We also use cookies on our website to improve your browsing experience. You may manage your cookie preferences directly in your browser settings.
​
10. ID Verification at Events
​
For age verification compliance, we may ask you to show a valid ID at the event venue if you appear to be under the legal drinking age. Failure to present a valid ID may result in denial of entry, and refunds will not be provided in such cases.
​
11. Opt-Out and Consent Withdrawal
​​
If we process your personal data based on your consent, you can withdraw your consent anytime by contacting us at info@yenirakiglobal.com. Also, regarding the Yeni Rakı newsletter, each email you receive will include an unsubscribe link.
​
12. Changes to This Privacy Policy
​
We reserve the right to update this Privacy Policy at any time.
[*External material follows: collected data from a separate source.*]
#[cfg(test)]
mod tests {
    use super::*;
    use crate::config::VenueConfig;
    use arbx_core::{InstrumentId, OrderSide, TradeIntent, VenueId};
    use rust_decimal_macros::dec;

    fn leg(venue: &str, side: OrderSide, price: rust_decimal::Decimal) -> TradeLeg {
        TradeLeg::new(
            VenueId::new(venue),
            InstrumentId::new("ETH"),
            side,
            Price::new(price),
        )
    }

    fn request() -> TradeRequest {
        TradeRequest::new(
            "ETH",
            leg("alpha", OrderSide::Buy, dec!(100)),
            leg("beta", OrderSide::Sell, dec!(101)),
            Size::ONE,
            TradeIntent::Open,
        )
        .unwrap()
    }

    fn config_with(alpha: OrderType, beta: OrderType) -> EngineConfig {
        let mut config = EngineConfig::default();
        for (name, order_type) in [("alpha", alpha), ("beta", beta)] {
            let mut venue = VenueConfig::default();
            venue.order_mode.order_type = order_type;
            config.venues.insert(name.to_string(), venue);
        }
        config
    }

    #[test]
    fn test_plan_follows_order_modes() {
        let request = request();

        let plan = ExecutionPlan::resolve(
            &config_with(OrderType::Market, OrderType::Market),
            &request,
        );
        assert_eq!(plan.mode, ExecutionMode::MarketMarket);

        let plan = ExecutionPlan::resolve(
            &config_with(OrderType::Market, OrderType::Limit),
            &request,
        );
        assert_eq!(plan.mode, ExecutionMode::LimitMarket);
        assert_eq!(plan.leg_a.venue, VenueId::new("beta"));

        let plan =
            ExecutionPlan::resolve(&config_with(OrderType::Limit, OrderType::Limit), &request);
        assert_eq!(plan.mode, ExecutionMode::LimitLimit);
    }

    #[test]
    fn test_sequential_limit_leads_with_priority() {
        let request = request();
        let mut config = config_with(OrderType::Limit, OrderType::Limit);
        config.limit_limit.enabled = false;
        if let Some(beta) = config.venues.get_mut("beta") {
            beta.order_mode.priority = 5;
        }

        let plan = ExecutionPlan::resolve(&config, &request);
        assert_eq!(plan.mode, ExecutionMode::LimitMarket);
        assert_eq!(plan.leg_a.venue, VenueId::new("beta"));

        // Equal priority: the buy leg leads.
        config.limit_limit.enabled = true;
        if let Some(alpha) = config.venues.get_mut("alpha") {
            alpha.order_mode.force_sequential_limit = true;
            alpha.order_mode.priority = 5;
        }
        let plan = ExecutionPlan::resolve(&config, &request);
        assert_eq!(plan.mode, ExecutionMode::LimitMarket);
        assert_eq!(plan.leg_a.venue, VenueId::new("alpha"));
    }

    #[test]
    fn test_override_by_instrument() {
        let request = request();
        let mut config = config_with(OrderType::Limit, OrderType::Limit);
        config.order_mode_overrides.insert(
            "beta:ETH".to_string(),
            OrderModeConfig {
                order_type: OrderType::Market,
                ..Default::default()
            },
        );

        let plan = ExecutionPlan::resolve(&config, &request);
        assert_eq!(plan.mode, ExecutionMode::LimitMarket);
        assert_eq!(plan.leg_a.venue, VenueId::new("alpha"));
    }

    #[test]
    fn test_limit_price_percentage() {
        let mode = OrderModeConfig::default();
        let buy = leg("alpha", OrderSide::Buy, dec!(100));
        let sell = leg("beta", OrderSide::Sell, dec!(100));

        assert_eq!(limit_price(&buy, &mode), Price::new(dec!(100.1)));
        assert_eq!(limit_price(&sell, &mode), Price::new(dec!(99.9)));

        let ticked = OrderModeConfig {
            tick_size: Some(Price::new(dec!(0.5))),
            ..Default::default()
        };
        assert_eq!(limit_price(&buy, &ticked), Price::new(dec!(100)));
        assert_eq!(limit_price(&sell, &ticked), Price::new(dec!(100)));
    }

    #[test]
    fn test_limit_price_tick_precision() {
        let mode = OrderModeConfig {
            use_tick_precision: true,
            ..Default::default()
        };
        let buy = leg("alpha", OrderSide::Buy, dec!(101.25));
        let sell = leg("beta", OrderSide::Sell, dec!(3000));

        assert_eq!(limit_price(&buy, &mode), Price::new(dec!(101.24)));
        assert_eq!(limit_price(&sell, &mode), Price::new(dec!(3001)));
    }

    #[test]
    fn test_absolute_offset_wins() {
        let mode = OrderModeConfig {
            use_tick_precision: true,
            ..Default::default()
        };
        let buy = leg("alpha", OrderSide::Buy, dec!(100)).with_price_offset(Price::new(dec!(0.5)));
        let sell = leg("beta", OrderSide::Sell, dec!(0.3)).with_price_offset(Price::new(dec!(0.5)));

        assert_eq!(limit_price(&buy, &mode), Price::new(dec!(100.5)));
        // Offset larger than the price falls back to the target.
        assert_eq!(limit_price(&sell, &mode), Price::new(dec!(0.3)));
    }
}
//! Telemetry error types.

use thiserror::Error;

#[derive(Debug, Error)]
pub enum TelemetryError {
    #[error("Logging initialization failed: {0}")]
    LoggingInit(String),

    #[error("Metrics encoding failed: {0}")]
    Metrics(#[from] prometheus::Error),
}

pub type TelemetryResult<T> = Result<T, TelemetryError>;
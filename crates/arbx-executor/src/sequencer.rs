//! Per-venue order sequencing.
//!
//! Some venues require strictly ordered order-mutating calls (nonce-ordered
//! signing, single-writer sessions). Venues configured with
//! `sequenced_orders` route create and cancel calls through one async mutex;
//! other venues pass straight through. Orthogonal to the rate limiter.

use std::collections::HashSet;
use std::sync::Arc;

use arbx_core::VenueId;
use dashmap::DashMap;
use tokio::sync::{Mutex, OwnedMutexGuard};

/// Per-venue ordering locks.
#[derive(Debug, Default)]
pub struct OrderSequencer {
    sequenced: HashSet<VenueId>,
    locks: DashMap<VenueId, Arc<Mutex<()>>>,
}

impl OrderSequencer {
    #[must_use]
    pub fn new(sequenced: impl IntoIterator<Item = VenueId>) -> Self {
        Self {
            sequenced: sequenced.into_iter().collect(),
            locks: DashMap::new(),
        }
    }

    #[must_use]
    pub fn is_sequenced(&self, venue: &VenueId) -> bool {
        self.sequenced.contains(venue)
    }

    /// Take the venue's ordering lock, or `None` when the venue is unsequenced.
    pub async fn acquire(&self, venue: &VenueId) -> Option<OwnedMutexGuard<()>> {
        if !self.is_sequenced(venue) {
            return None;
        }
        let lock = Arc::clone(
            self.locks
                .entry(venue.clone())
                .or_insert_with(|| Arc::new(Mutex::new(())))
                .value(),
        );
        Some(lock.lock_owned().await)
    }
}
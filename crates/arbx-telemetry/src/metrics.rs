//! Prometheus metrics for the execution engine.
//!
//! Covers:
//! - Trade request outcomes per execution mode
//! - Leg order submissions per venue
//! - Fill-wait latency and resolution source
//! - Rate limiter waits and throttling cooldowns
//! - Push update dispositions (matched, early, duplicate)
//! - Compensation orders and reduce-only quarantine
//!
//! # Panics
//!
//! Metric registration uses `unwrap()` intentionally. If registration fails,
//! it indicates a fatal configuration error (e.g., duplicate metric names)
//! that should cause an immediate crash at startup rather than silent failure.
//! These panics only occur during static initialization, never at runtime.

use once_cell::sync::Lazy;
use prometheus::{
    register_counter_vec, register_gauge, register_histogram_vec, register_int_gauge,
    CounterVec, Encoder, Gauge, HistogramVec, IntGauge, TextEncoder,
};

use crate::error::TelemetryResult;

/// Trade requests by mode and outcome.
/// Labels: mode (limit_market/market_market/limit_limit/none), outcome
pub static EXECUTIONS_TOTAL: Lazy<CounterVec> = Lazy::new(|| {
    register_counter_vec!(
        "arbx_executions_total",
        "Total trade requests processed",
        &["mode", "outcome"]
    )
    .unwrap()
});

/// Leg order submissions.
/// Labels: venue, order_type (limit/market), result (accepted/rejected/reduce_only/retry_exhausted)
pub static LEG_ORDERS_TOTAL: Lazy<CounterVec> = Lazy::new(|| {
    register_counter_vec!(
        "arbx_leg_orders_total",
        "Total leg order submissions",
        &["venue", "order_type", "result"]
    )
    .unwrap()
});

/// Placement retries by reason (rate_limited/transient).
pub static ORDER_RETRIES_TOTAL: Lazy<CounterVec> = Lazy::new(|| {
    register_counter_vec!(
        "arbx_order_retries_total",
        "Total order placement retries",
        &["venue", "reason"]
    )
    .unwrap()
});

/// Time spent waiting for an order to resolve, in milliseconds.
/// Labels: venue, source (ack/push/pull/history/cancel/timeout)
pub static FILL_WAIT_MS: Lazy<HistogramVec> = Lazy::new(|| {
    register_histogram_vec!(
        "arbx_fill_wait_ms",
        "Fill wait duration in milliseconds",
        &["venue", "source"],
        vec![5.0, 20.0, 50.0, 100.0, 250.0, 500.0, 1000.0, 5000.0, 15000.0, 60000.0]
    )
    .unwrap()
});

/// Time spent waiting for a rate limiter reservation, in milliseconds.
pub static RATE_LIMIT_WAIT_MS: Lazy<HistogramVec> = Lazy::new(|| {
    register_histogram_vec!(
        "arbx_rate_limit_wait_ms",
        "Rate limiter reservation wait in milliseconds",
        &["venue"],
        vec![1.0, 10.0, 50.0, 100.0, 500.0, 1000.0, 5000.0, 30000.0]
    )
    .unwrap()
});

/// Cooldowns registered after throttling responses.
pub static RATE_LIMIT_COOLDOWNS_TOTAL: Lazy<CounterVec> = Lazy::new(|| {
    register_counter_vec!(
        "arbx_rate_limit_cooldowns_total",
        "Total throttling cooldowns registered",
        &["venue"]
    )
    .unwrap()
});

/// Push order updates by disposition (matched/early/duplicate/untracked).
pub static PUSH_UPDATES_TOTAL: Lazy<CounterVec> = Lazy::new(|| {
    register_counter_vec!(
        "arbx_push_updates_total",
        "Total push order updates received",
        &["venue", "disposition"]
    )
    .unwrap()
});

/// Anomalous venue reports (e.g. filled status with zero quantity).
pub static FILL_ANOMALIES_TOTAL: Lazy<CounterVec> = Lazy::new(|| {
    register_counter_vec!(
        "arbx_fill_anomalies_total",
        "Total inconsistent fill reports",
        &["venue", "kind"]
    )
    .unwrap()
});

/// Compensation orders by status (filled/partially_filled/failed).
pub static COMPENSATIONS_TOTAL: Lazy<CounterVec> = Lazy::new(|| {
    register_counter_vec!(
        "arbx_compensations_total",
        "Total compensation orders",
        &["venue", "status"]
    )
    .unwrap()
});

/// Pairs currently quarantined as reduce-only.
pub static REDUCE_ONLY_BLOCKED_PAIRS: Lazy<IntGauge> = Lazy::new(|| {
    register_int_gauge!(
        "arbx_reduce_only_blocked_pairs",
        "Trade pairs currently restricted to closing-only"
    )
    .unwrap()
});

/// Reduce-only probe results (success/failure).
pub static REDUCE_ONLY_PROBES_TOTAL: Lazy<CounterVec> = Lazy::new(|| {
    register_counter_vec!(
        "arbx_reduce_only_probes_total",
        "Total reduce-only recovery probes",
        &["venue", "result"]
    )
    .unwrap()
});

/// Opening halt state (1 = halted).
pub static HALTED: Lazy<Gauge> = Lazy::new(|| {
    register_gauge!("arbx_halted", "New openings halted after a failed unwind (1=halted)")
        .unwrap()
});

/// Metrics facade.
pub struct Metrics;

impl Metrics {
    /// Record a finished trade request.
    pub fn execution_finished(mode: &str, outcome: &str) {
        EXECUTIONS_TOTAL.with_label_values(&[mode, outcome]).inc();
    }

    /// Record a leg order submission result.
    pub fn leg_order(venue: &str, order_type: &str, result: &str) {
        LEG_ORDERS_TOTAL
            .with_label_values(&[venue, order_type, result])
            .inc();
    }

    /// Record a placement retry.
    pub fn order_retry(venue: &str, reason: &str) {
        ORDER_RETRIES_TOTAL.with_label_values(&[venue, reason]).inc();
    }

    /// Record how long a fill wait took and how it resolved.
    pub fn fill_wait(venue: &str, source: &str, elapsed_ms: f64) {
        FILL_WAIT_MS
            .with_label_values(&[venue, source])
            .observe(elapsed_ms);
    }

    /// Record a rate limiter reservation wait.
    pub fn rate_limit_wait(venue: &str, waited_ms: f64) {
        RATE_LIMIT_WAIT_MS
            .with_label_values(&[venue])
            .observe(waited_ms);
    }

    /// Record a throttling cooldown.
    pub fn rate_limit_cooldown(venue: &str) {
        RATE_LIMIT_COOLDOWNS_TOTAL.with_label_values(&[venue]).inc();
    }

    /// Record a push update disposition.
    pub fn push_update(venue: &str, disposition: &str) {
        PUSH_UPDATES_TOTAL
            .with_label_values(&[venue, disposition])
            .inc();
    }

    /// Record an inconsistent venue report.
    pub fn fill_anomaly(venue: &str, kind: &str) {
        FILL_ANOMALIES_TOTAL.with_label_values(&[venue, kind]).inc();
    }

    /// Record a compensation order.
    pub fn compensation(venue: &str, status: &str) {
        COMPENSATIONS_TOTAL.with_label_values(&[venue, status]).inc();
    }

    /// Set the number of quarantined pairs.
    pub fn reduce_only_blocked_pairs(count: usize) {
        REDUCE_ONLY_BLOCKED_PAIRS.set(i64::try_from(count).unwrap_or(i64::MAX));
    }

    /// Record a reduce-only probe result.
    pub fn reduce_only_probe(venue: &str, success: bool) {
        let result = if success { "success" } else { "failure" };
        REDUCE_ONLY_PROBES_TOTAL
            .with_label_values(&[venue, result])
            .inc();
    }

    /// Set the opening halt state.
    pub fn halted(halted: bool) {
        HALTED.set(if halted { 1.0 } else { 0.0 });
    }

    /// Encode all registered metrics in the Prometheus text format.
    pub fn render() -> TelemetryResult<String> {
        let mut buf = Vec::new();
        TextEncoder::new().encode(&prometheus::gather(), &mut buf)?;
        Ok(String::from_utf8_lossy(&buf).into_owned())
    }
}

#[cfg(test)]
mod tests {
    use super::*;

    #[test]
    fn test_render_includes_recorded_metrics() {
        Metrics::execution_finished("market_market", "success");
        Metrics::compensation("alpha", "filled");
        Metrics::reduce_only_blocked_pairs(2);

        let text = Metrics::render().unwrap();
        assert!(text.contains("arbx_executions_total"));
        assert!(text.contains("arbx_compensations_total"));
        assert!(text.contains("arbx_reduce_only_blocked_pairs 2"));
    }
}
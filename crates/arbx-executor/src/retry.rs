//! Placement retry policy.

use std::time::Duration;

use crate::config::RetryConfig;
use crate::error::VenueError;

/// Decision after a failed placement attempt.
#[derive(Debug, Clone, Copy, PartialEq, Eq)]
pub enum RetryDecision {
    /// Register a cooldown (venue hint or default) and try again once it expires.
    Cooldown(Option<Duration>),
    /// Sleep, then try again.
    Backoff(Duration),
    /// Surface the error.
    GiveUp,
}

/// Bounded retries with exponential backoff for transient errors.
#[derive(Debug, Clone)]
pub struct RetryPolicy {
    max_attempts: u32,
    base_delay: Duration,
    max_delay: Duration,
}

impl RetryPolicy {
    #[must_use]
    pub fn new(config: &RetryConfig) -> Self {
        Self {
            max_attempts: config.max_attempts.max(1),
            base_delay: Duration::from_millis(config.base_delay_ms),
            max_delay: Duration::from_millis(config.max_delay_ms),
        }
    }

    #[must_use]
    pub fn max_attempts(&self) -> u32 {
        self.max_attempts
    }

    /// Backoff before retry number `attempt` (1-based): `base * 2^(attempt-1)`,
    /// capped at the maximum delay.
    #[must_use]
    pub fn delay_for(&self, attempt: u32) -> Duration {
        let exponent = attempt.saturating_sub(1).min(10);
        let multiplier = 2u32.saturating_pow(exponent);
        self.base_delay
            .saturating_mul(multiplier)
            .min(self.max_delay)
    }

    /// What to do after `attempt` (1-based) failed with `error`.
    #[must_use]
    pub fn decide(&self, attempt: u32, error: &VenueError) -> RetryDecision {
        if attempt >= self.max_attempts {
            return RetryDecision::GiveUp;
        }
        match error {
            VenueError::RateLimited { retry_after, .. } => RetryDecision::Cooldown(*retry_after),
            e if e.is_transient() => RetryDecision::Backoff(self.delay_for(attempt)),
            _ => RetryDecision::GiveUp,
        }
    }
}

impl Default for RetryPolicy {
    fn default() -> Self {
        Self::new(&RetryConfig::default())
    }
}

#[cfg(test)]
mod tests {
    use super::*;

    #[test]
    fn test_backoff_doubles_and_caps() {
        let policy = RetryPolicy::default();
        assert_eq!(policy.delay_for(1), Duration::from_secs(2));
        assert_eq!(policy.delay_for(2), Duration::from_secs(4));
        assert_eq!(policy.delay_for(3), Duration::from_secs(8));
        assert_eq!(policy.delay_for(4), Duration::from_secs(15));
        assert_eq!(policy.delay_for(40), Duration::from_secs(15));
    }

    #[test]
    fn test_decide_by_error_kind() {
        let policy = RetryPolicy::default();
        let throttled = VenueError::RateLimited {
            message: "429".into(),
            retry_after: Some(Duration::from_secs(1)),
        };

        assert_eq!(
            policy.decide(1, &throttled),
            RetryDecision::Cooldown(Some(Duration::from_secs(1)))
        );
        assert_eq!(
            policy.decide(1, &VenueError::Network("reset".into())),
            RetryDecision::Backoff(Duration::from_secs(2))
        );
        assert_eq!(
            policy.decide(1, &VenueError::ReduceOnly("invalid reduce only mode".into())),
            RetryDecision::GiveUp
        );
        assert_eq!(
            policy.decide(1, &VenueError::Rejected("insufficient margin".into())),
            RetryDecision::GiveUp
        );
    }

    #[test]
    fn test_decide_stops_at_max_attempts() {
        let policy = RetryPolicy::default();
        let err = VenueError::Timeout("slow".into());
        assert!(matches!(policy.decide(2, &err), RetryDecision::Backoff(_)));
        assert_eq!(policy.decide(3, &err), RetryDecision::GiveUp);
    }
}
//! Reduce-only quarantine.
//!
//! When a venue answers an opening order with a reduce-only restriction, the
//! trade pair is quarantined: new openings are refused, closings optionally
//! too, until a probe order on the restricted leg succeeds again.

use std::collections::{BTreeSet, HashMap};

use arbx_core::{LegKey, PairId};
use arbx_telemetry::Metrics;
use chrono::{DateTime, Utc};
use parking_lot::Mutex;
use serde::Serialize;
use tracing::{info, warn};

/// Restriction state of one trade pair.
#[derive(Debug, Clone, Serialize)]
pub struct ReduceOnlyPairState {
    pub pair_id: PairId,
    pub legs: BTreeSet<LegKey>,
    /// Legs that failed with the explicit reduce-only signal.
    pub failed_legs: BTreeSet<LegKey>,
    pub blocking: bool,
    pub closing_blocked: bool,
    pub first_detected: DateTime<Utc>,
    pub last_probe: Option<DateTime<Utc>>,
    pub last_error: Option<String>,
}

impl ReduceOnlyPairState {
    /// Legs to probe: the ones that returned the reduce-only signal.
    #[must_use]
    pub fn probe_legs(&self) -> &BTreeSet<LegKey> {
        &self.failed_legs
    }
}

/// One leg to probe on behalf of a pair.
#[derive(Debug, Clone, PartialEq, Eq)]
pub struct ProbeTarget {
    pub pair_id: PairId,
    pub leg: LegKey,
}

#[derive(Debug, Default)]
struct GuardState {
    pairs: HashMap<PairId, ReduceOnlyPairState>,
    leg_to_pairs: HashMap<LegKey, BTreeSet<PairId>>,
}

impl GuardState {
    fn clear(&mut self, pair_id: &PairId) -> Option<ReduceOnlyPairState> {
        let state = self.pairs.remove(pair_id)?;
        for leg in &state.legs {
            if let Some(pairs) = self.leg_to_pairs.get_mut(leg) {
                pairs.remove(pair_id);
                if pairs.is_empty() {
                    self.leg_to_pairs.remove(leg);
                }
            }
        }
        Some(state)
    }

    fn blocked_count(&self) -> usize {
        self.pairs.values().filter(|s| s.blocking).count()
    }
}

/// Tracks pairs restricted to closing-only trades.
#[derive(Debug, Default)]
pub struct ReduceOnlyGuard {
    state: Mutex<GuardState>,
}

impl ReduceOnlyGuard {
    #[must_use]
    pub fn new() -> Self {
        Self::default()
    }

    /// Record that `failed_leg` returned the reduce-only signal. Idempotent:
    /// legs are unioned, `closing_blocked` is OR-ed and the failed leg is added.
    pub fn mark_restricted(
        &self,
        pair_id: &PairId,
        legs: impl IntoIterator<Item = LegKey>,
        failed_leg: LegKey,
        closing_blocked: bool,
        reason: Option<&str>,
    ) {
        let legs: BTreeSet<LegKey> = legs.into_iter().collect();
        let mut guard = self.state.lock();
        let now = Utc::now();

        let state = guard
            .pairs
            .entry(pair_id.clone())
            .or_insert_with(|| ReduceOnlyPairState {
                pair_id: pair_id.clone(),
                legs: BTreeSet::new(),
                failed_legs: BTreeSet::new(),
                blocking: true,
                closing_blocked: false,
                first_detected: now,
                last_probe: None,
                last_error: None,
            });
        state.blocking = true;
        state.closing_blocked |= closing_blocked;
        state.legs.extend(legs.iter().cloned());
        state.legs.insert(failed_leg.clone());
        state.failed_legs.insert(failed_leg.clone());
        if let Some(reason) = reason {
            state.last_error = Some(reason.to_string());
        }
        let all_legs: Vec<LegKey> = state.legs.iter().cloned().collect();

        for leg in all_legs {
            guard
                .leg_to_pairs
                .entry(leg)
                .or_default()
                .insert(pair_id.clone());
        }
        let count = guard.blocked_count();
        drop(guard);

        warn!(
            pair_id = %pair_id,
            failed_leg = %failed_leg,
            closing_blocked,
            reason = reason.unwrap_or(""),
            "Pair restricted to reduce-only"
        );
        Metrics::reduce_only_blocked_pairs(count);
    }

    /// Openings on this pair are refused.
    #[must_use]
    pub fn is_blocked(&self, pair_id: &PairId) -> bool {
        self.state
            .lock()
            .pairs
            .get(pair_id)
            .is_some_and(|s| s.blocking)
    }

    /// Closings on this pair are refused too.
    #[must_use]
    pub fn is_closing_blocked(&self, pair_id: &PairId) -> bool {
        self.state
            .lock()
            .pairs
            .get(pair_id)
            .is_some_and(|s| s.blocking && s.closing_blocked)
    }

    /// Legs to probe for every blocked pair, grouped by pair.
    #[must_use]
    pub fn legs_to_probe(&self) -> Vec<ProbeTarget> {
        let guard = self.state.lock();
        let mut pairs: Vec<&ReduceOnlyPairState> =
            guard.pairs.values().filter(|s| s.blocking).collect();
        pairs.sort_by(|a, b| a.pair_id.cmp(&b.pair_id));

        pairs
            .into_iter()
            .flat_map(|state| {
                state.probe_legs().iter().map(|leg| ProbeTarget {
                    pair_id: state.pair_id.clone(),
                    leg: leg.clone(),
                })
            })
            .collect()
    }

    /// Record a probe. Success clears the whole pair; failure keeps it blocked
    /// and remembers the leg as failed.
    pub fn record_probe_result(&self, pair_id: &PairId, leg: &LegKey, success: bool) {
        let mut guard = self.state.lock();
        let Some(state) = guard.pairs.get_mut(pair_id) else {
            return;
        };
        state.last_probe = Some(Utc::now());

        if success {
            guard.clear(pair_id);
            let count = guard.blocked_count();
            drop(guard);
            info!(pair_id = %pair_id, leg = %leg, "Reduce-only restriction cleared");
            Metrics::reduce_only_blocked_pairs(count);
        } else {
            state.failed_legs.insert(leg.clone());
            state.legs.insert(leg.clone());
            guard
                .leg_to_pairs
                .entry(leg.clone())
                .or_default()
                .insert(pair_id.clone());
            drop(guard);
            info!(pair_id = %pair_id, leg = %leg, "Leg still reduce-only");
        }
    }

    #[must_use]
    pub fn blocked_pairs(&self) -> Vec<ReduceOnlyPairState> {
        let guard = self.state.lock();
        let mut pairs: Vec<_> = guard.pairs.values().filter(|s| s.blocking).cloned().collect();
        pairs.sort_by(|a, b| a.pair_id.cmp(&b.pair_id));
        pairs
    }

    #[must_use]
    pub fn pair_state(&self, pair_id: &PairId) -> Option<ReduceOnlyPairState> {
        self.state.lock().pairs.get(pair_id).cloned()
    }

    /// Pairs that include this leg.
    #[must_use]
    pub fn pairs_for_leg(&self, leg: &LegKey) -> Vec<PairId> {
        self.state
            .lock()
            .leg_to_pairs
            .get(leg)
            .map(|pairs| pairs.iter().cloned().collect())
            .unwrap_or_default()
    }
}
//! Application error types.

use thiserror::Error;

#[derive(Debug, Error)]
pub enum AppError {
    #[error("Configuration error: {0}")]
    Config(String),

    #[error("Executor error: {0}")]
    Executor(#[from] arbx_executor::ExecutorError),

    #[error("Telemetry error: {0}")]
    Telemetry(#[from] arbx_telemetry::TelemetryError),

    #[error("JSON error: {0}")]
    Json(#[from] serde_json::Error),

    #[error("IO error: {0}")]
    Io(#[from] std::io::Error),
}

pub type AppResult<T> = Result<T, AppError>;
Updates will be posted on this page, and we encourage you to review it periodically. If significant changes are made, we will notify users via email or a notice on our website.
​
13. Contact Us
​
If you have questions about this Privacy Policy or wish to exercise your data rights, please contact us at:
​
-
Email: info@yenirakiglobal.com
-
Address: Mey | Diageo, Esentepe Mah. Bahar Sok. Ozdilek River Plaza Vyndham Grand Apt. No: 13/25 Merkez Sisli/Istanbul, Turkey.